Increasing demand for food and fuel with limited reserves of arable land will require further intensification of existing cropping systems. At issue is whether it is possible to achieve an ecological intensification that gives both high yields and reduced environmental burden (20). Results from our study clearly document that high yield and high input-use efficiencies, together with low GWPi, are not conflicting goals in well-managed commercial-scale production fields. Although energy inputs and GWP per unit of land area were much greater in irrigated production compared with published values based mostly on rainfed maize production, associated NEY and GWPi of irrigated systems were substantially greater and lower, respectively. Hence, advantages of lower-input lower-yielding maize systems vanish when metrics are scaled by grain yield or net energy output. For this reason, assessments of energy efficiency and GWP metrics are most relevant when corrected for yield rather than on a land-area basis. For example, although energy inputs of irrigated maize in Tri-Basin NRD in Nebraska receive twice as much energy input as rainfed maize in Iowa (22), the extra energy inputs for irrigation and N fertilizer contribute to grain yields that are 23% greater (13.2 and 10.7 Mg⋅ha⁻¹) and a 14% increase in NEY (159 and 139 MJ ha⁻¹) than for rainfed maize in Iowa (Table S1).
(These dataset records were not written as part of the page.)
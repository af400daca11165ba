//! Shader preprocessing and the GPU program.

pub mod dialect;
mod gpu_context;
pub mod include;
mod wgpu_pipeline;

pub use gpu_context::GpuContext;
pub use include::resolve_includes;
pub use wgpu_pipeline::{CompiledShaders, ShaderProgram};

use crate::error::FrameResult;
use crate::frame::PixelBuffer;

/// Trait for producers of animation frames.
pub trait FrameSource {
    /// Renders the frame at `progress` (normally in `[0, 1)`).
    /// `total_elapsed_time` is the pipeline's elapsed time in seconds.
    fn read_next_frame(&mut self, progress: f64, total_elapsed_time: f64) -> FrameResult<PixelBuffer>;

    /// Releases resources. Safe to call more than once.
    fn close(&mut self);
}
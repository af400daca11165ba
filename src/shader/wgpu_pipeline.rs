//! wgpu-based shader program: compilation, draw and readback.

use super::dialect;
use super::GpuContext;
use crate::config::ResolvedShaders;
use crate::error::{FrameError, FrameResult, ShaderStage};
use crate::frame::{self, FrameUniforms, QuadVertex, READBACK_CHANNELS};
use naga::front::glsl::{Frontend, Options};
use naga::valid::{Capabilities, ValidationFlags, Validator};
use std::borrow::Cow;
use std::sync::mpsc;
use tracing::debug;
use wgpu::util::DeviceExt;

const TARGET_FORMAT: wgpu::TextureFormat = wgpu::TextureFormat::Rgba8Unorm;

/// Both stages translated to WGSL.
#[derive(Debug, Clone)]
pub struct CompiledShaders {
    pub vertex_wgsl: String,
    pub fragment_wgsl: String,
}

impl CompiledShaders {
    /// Adapts and compiles both stages. Needs no GPU.
    pub fn compile(shaders: &ResolvedShaders) -> FrameResult<Self> {
        let vertex_wgsl = glsl_to_wgsl(&dialect::wrap_vertex(&shaders.vertex)?, ShaderStage::Vertex)?;
        let fragment_wgsl =
            glsl_to_wgsl(&dialect::wrap_fragment(&shaders.fragment), ShaderStage::Fragment)?;
        Ok(Self {
            vertex_wgsl,
            fragment_wgsl,
        })
    }
}

/// Compiled program plus the fixed resources it draws with.
pub struct ShaderProgram {
    gpu: GpuContext,
    render_pipeline: wgpu::RenderPipeline,
    vertex_buffer: wgpu::Buffer,
    index_buffer: wgpu::Buffer,
    uniform_buffer: wgpu::Buffer,
    bind_group: wgpu::BindGroup,
    target_texture: wgpu::Texture,
    readback_buffer: wgpu::Buffer,
    width: u32,
    height: u32,
    padded_row_bytes: u32,
}

impl ShaderProgram {
    /// Creates the pipeline and allocates the target, quad and readback
    /// buffers for a `width`x`height` surface.
    pub fn new(gpu: GpuContext, width: u32, height: u32, shaders: CompiledShaders) -> Self {
        let CompiledShaders {
            vertex_wgsl,
            fragment_wgsl,
        } = shaders;
        let device = &gpu.device;

        let vertex_module = device.create_shader_module(wgpu::ShaderModuleDescriptor {
            label: Some("Vertex Shader"),
            source: wgpu::ShaderSource::Wgsl(Cow::Owned(vertex_wgsl)),
        });
        let fragment_module = device.create_shader_module(wgpu::ShaderModuleDescriptor {
            label: Some("Fragment Shader"),
            source: wgpu::ShaderSource::Wgsl(Cow::Owned(fragment_wgsl)),
        });

        let bind_group_layout = device.create_bind_group_layout(&wgpu::BindGroupLayoutDescriptor {
            label: Some("Frame Uniforms Layout"),
            entries: &[wgpu::BindGroupLayoutEntry {
                binding: 0,
                visibility: wgpu::ShaderStages::VERTEX_FRAGMENT,
                ty: wgpu::BindingType::Buffer {
                    ty: wgpu::BufferBindingType::Uniform,
                    has_dynamic_offset: false,
                    min_binding_size: None,
                },
                count: None,
            }],
        });

        let pipeline_layout = device.create_pipeline_layout(&wgpu::PipelineLayoutDescriptor {
            label: Some("Render Pipeline Layout"),
            bind_group_layouts: &[&bind_group_layout],
            immediate_size: 0,
        });

        let render_pipeline = device.create_render_pipeline(&wgpu::RenderPipelineDescriptor {
            label: Some("Render Pipeline"),
            layout: Some(&pipeline_layout),
            vertex: wgpu::VertexState {
                module: &vertex_module,
                entry_point: Some("main"),
                buffers: &[QuadVertex::layout()],
                compilation_options: Default::default(),
            },
            fragment: Some(wgpu::FragmentState {
                module: &fragment_module,
                entry_point: Some("main"),
                targets: &[Some(wgpu::ColorTargetState {
                    format: TARGET_FORMAT,
                    blend: None,
                    write_mask: wgpu::ColorWrites::ALL,
                })],
                compilation_options: Default::default(),
            }),
            primitive: wgpu::PrimitiveState {
                topology: wgpu::PrimitiveTopology::TriangleList,
                strip_index_format: None,
                front_face: wgpu::FrontFace::Ccw,
                cull_mode: None,
                polygon_mode: wgpu::PolygonMode::Fill,
                unclipped_depth: false,
                conservative: false,
            },
            depth_stencil: None,
            multisample: wgpu::MultisampleState::default(),
            multiview_mask: None,
            cache: None,
        });

        let vertex_buffer = device.create_buffer_init(&wgpu::util::BufferInitDescriptor {
            label: Some("Quad Vertex Buffer"),
            contents: bytemuck::cast_slice(QuadVertex::VERTICES),
            usage: wgpu::BufferUsages::VERTEX,
        });

        let index_buffer = device.create_buffer_init(&wgpu::util::BufferInitDescriptor {
            label: Some("Quad Index Buffer"),
            contents: bytemuck::cast_slice(QuadVertex::INDICES),
            usage: wgpu::BufferUsages::INDEX,
        });

        let uniforms = FrameUniforms::new(width, height, 0.0, 0.0, 1.0);
        let uniform_buffer = device.create_buffer_init(&wgpu::util::BufferInitDescriptor {
            label: Some("Uniform Buffer"),
            contents: bytemuck::cast_slice(&[uniforms]),
            usage: wgpu::BufferUsages::UNIFORM | wgpu::BufferUsages::COPY_DST,
        });

        let bind_group = device.create_bind_group(&wgpu::BindGroupDescriptor {
            label: Some("Frame Uniforms Bind Group"),
            layout: &bind_group_layout,
            entries: &[wgpu::BindGroupEntry {
                binding: 0,
                resource: uniform_buffer.as_entire_binding(),
            }],
        });

        let target_texture = device.create_texture(&wgpu::TextureDescriptor {
            label: Some("Frame Target"),
            size: wgpu::Extent3d {
                width,
                height,
                depth_or_array_layers: 1,
            },
            mip_level_count: 1,
            sample_count: 1,
            dimension: wgpu::TextureDimension::D2,
            format: TARGET_FORMAT,
            usage: wgpu::TextureUsages::RENDER_ATTACHMENT | wgpu::TextureUsages::COPY_SRC,
            view_formats: &[],
        });

        let padded_row_bytes = padded_bytes_per_row(width);
        let readback_buffer = device.create_buffer(&wgpu::BufferDescriptor {
            label: Some("Readback Buffer"),
            size: padded_row_bytes as wgpu::BufferAddress * height as wgpu::BufferAddress,
            usage: wgpu::BufferUsages::COPY_DST | wgpu::BufferUsages::MAP_READ,
            mapped_at_creation: false,
        });

        Self {
            gpu,
            render_pipeline,
            vertex_buffer,
            index_buffer,
            uniform_buffer,
            bind_group,
            target_texture,
            readback_buffer,
            width,
            height,
            padded_row_bytes,
        }
    }

    /// Draws the quad with `uniforms` and returns the target as tightly
    /// packed RGBA rows, bottom row first.
    pub fn draw(&self, uniforms: &FrameUniforms) -> FrameResult<Vec<u8>> {
        let start = std::time::Instant::now();
        let device = &self.gpu.device;
        let queue = &self.gpu.queue;

        queue.write_buffer(&self.uniform_buffer, 0, bytemuck::cast_slice(&[*uniforms]));

        let target_view = self
            .target_texture
            .create_view(&wgpu::TextureViewDescriptor::default());
        let mut encoder = device.create_command_encoder(&wgpu::CommandEncoderDescriptor {
            label: Some("Frame Encoder"),
        });

        {
            let mut render_pass = encoder.begin_render_pass(&wgpu::RenderPassDescriptor {
                label: Some("Frame Pass"),
                color_attachments: &[Some(wgpu::RenderPassColorAttachment {
                    view: &target_view,
                    resolve_target: None,
                    ops: wgpu::Operations {
                        load: wgpu::LoadOp::Clear(wgpu::Color::TRANSPARENT),
                        store: wgpu::StoreOp::Store,
                    },
                    depth_slice: None,
                })],
                depth_stencil_attachment: None,
                timestamp_writes: None,
                occlusion_query_set: None,
                multiview_mask: None,
            });

            render_pass.set_pipeline(&self.render_pipeline);
            render_pass.set_bind_group(0, &self.bind_group, &[]);
            render_pass.set_vertex_buffer(0, self.vertex_buffer.slice(..));
            render_pass.set_index_buffer(self.index_buffer.slice(..), wgpu::IndexFormat::Uint16);
            render_pass.draw_indexed(0..QuadVertex::INDICES.len() as u32, 0, 0..1);
        }

        encoder.copy_texture_to_buffer(
            wgpu::TexelCopyTextureInfo {
                texture: &self.target_texture,
                mip_level: 0,
                origin: wgpu::Origin3d::ZERO,
                aspect: wgpu::TextureAspect::All,
            },
            wgpu::TexelCopyBufferInfo {
                buffer: &self.readback_buffer,
                layout: wgpu::TexelCopyBufferLayout {
                    offset: 0,
                    bytes_per_row: Some(self.padded_row_bytes),
                    rows_per_image: Some(self.height),
                },
            },
            wgpu::Extent3d {
                width: self.width,
                height: self.height,
                depth_or_array_layers: 1,
            },
        );

        queue.submit(std::iter::once(encoder.finish()));

        let buffer_slice = self.readback_buffer.slice(..);
        let (sender, receiver) = mpsc::channel();
        buffer_slice.map_async(wgpu::MapMode::Read, move |result| {
            let _ = sender.send(result);
        });
        let poll = device.poll(wgpu::PollType::Wait {
            submission_index: None,
            timeout: None,
        });
        wait_for_map(&self.readback_buffer, poll, &receiver)?;

        let data = buffer_slice.get_mapped_range();
        let pixels = frame::strip_row_padding(&data, self.width, self.height, self.padded_row_bytes as usize);
        drop(data);
        self.readback_buffer.unmap();

        debug!("  [Perf] Draw + readback: {:?}", start.elapsed());
        Ok(pixels)
    }
}

/// Finishes a `map_async` request on `buffer` once the device poll returned.
///
/// A failed poll leaves the request pending, so it is cancelled here and the
/// buffer can be mapped again by the next frame.
fn wait_for_map(
    buffer: &wgpu::Buffer,
    poll: Result<wgpu::PollStatus, wgpu::PollError>,
    receiver: &mpsc::Receiver<Result<(), wgpu::BufferAsyncError>>,
) -> FrameResult<()> {
    if let Err(e) = poll {
        buffer.unmap();
        return Err(FrameError::Readback(format!("device poll failed: {}", e)));
    }
    receiver
        .recv()
        .map_err(|_| FrameError::Readback("map callback was dropped".into()))?
        .map_err(|e| FrameError::Readback(format!("buffer map failed: {}", e)))
}

/// Row pitch of the readback buffer, rounded up to the copy alignment.
fn padded_bytes_per_row(width: u32) -> u32 {
    let align = wgpu::COPY_BYTES_PER_ROW_ALIGNMENT;
    let unpadded = width * READBACK_CHANNELS as u32;
    unpadded.div_ceil(align) * align
}

/// Converts a GLSL 450 stage to WGSL, reporting parse and validation errors
/// as compilation failures.
fn glsl_to_wgsl(glsl: &str, stage: ShaderStage) -> FrameResult<String> {
    let naga_stage = match stage {
        ShaderStage::Vertex => naga::ShaderStage::Vertex,
        ShaderStage::Fragment => naga::ShaderStage::Fragment,
    };

    let mut frontend = Frontend::default();
    let options = Options::from(naga_stage);
    let module = frontend
        .parse(&options, glsl)
        .map_err(|e| FrameError::compilation(stage, e.emit_to_string(glsl)))?;

    let mut validator = Validator::new(ValidationFlags::all(), Capabilities::all());
    let info = validator
        .validate(&module)
        .map_err(|e| FrameError::compilation(stage, e.emit_to_string(glsl)))?;

    naga::back::wgsl::write_string(&module, &info, naga::back::wgsl::WriterFlags::empty())
        .map_err(|e| FrameError::compilation(stage, format!("WGSL generation error: {:?}", e)))
}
Our results also showed large discrepancies between two methods for estimating N₂O emissions from applied N inputs. Because current standard IPCC N-input method does not account for large variation in NUE observed across farmer's fields due to differences in yield level and competence in fertilizer management, estimated N₂O emissions in high-yield, high-NUE irrigated maize fields in Tri-Basin NRD were much higher by using IPCC N-input method than estimated by N-surplus approach. Hence, the IPCC method to estimate N₂O emissions based on a fixed proportion of applied N inputs (and assumptions regarding to amount of leached N and volatilized N described in SI Text, S2) is likely to overestimate N loses from well-managed, high-yield, high-input systems, such as irrigated maize in Nebraska. Moreover, the N-input approach cannot support incentives for investment in technologies to reduce N losses and, thereby, achieve better N balance without sacrificing yield. And although improved N management would result in only small energy savings because current average N rates are close to a zero net surplus, it would have a larger impact on reducing GHG emissions because of large variation among fields in N surplus or deficit. This differential impact of improved N management on energy use versus GHG emissions would not be observed if the IPCC N-input approach is used to estimate N₂O emissions.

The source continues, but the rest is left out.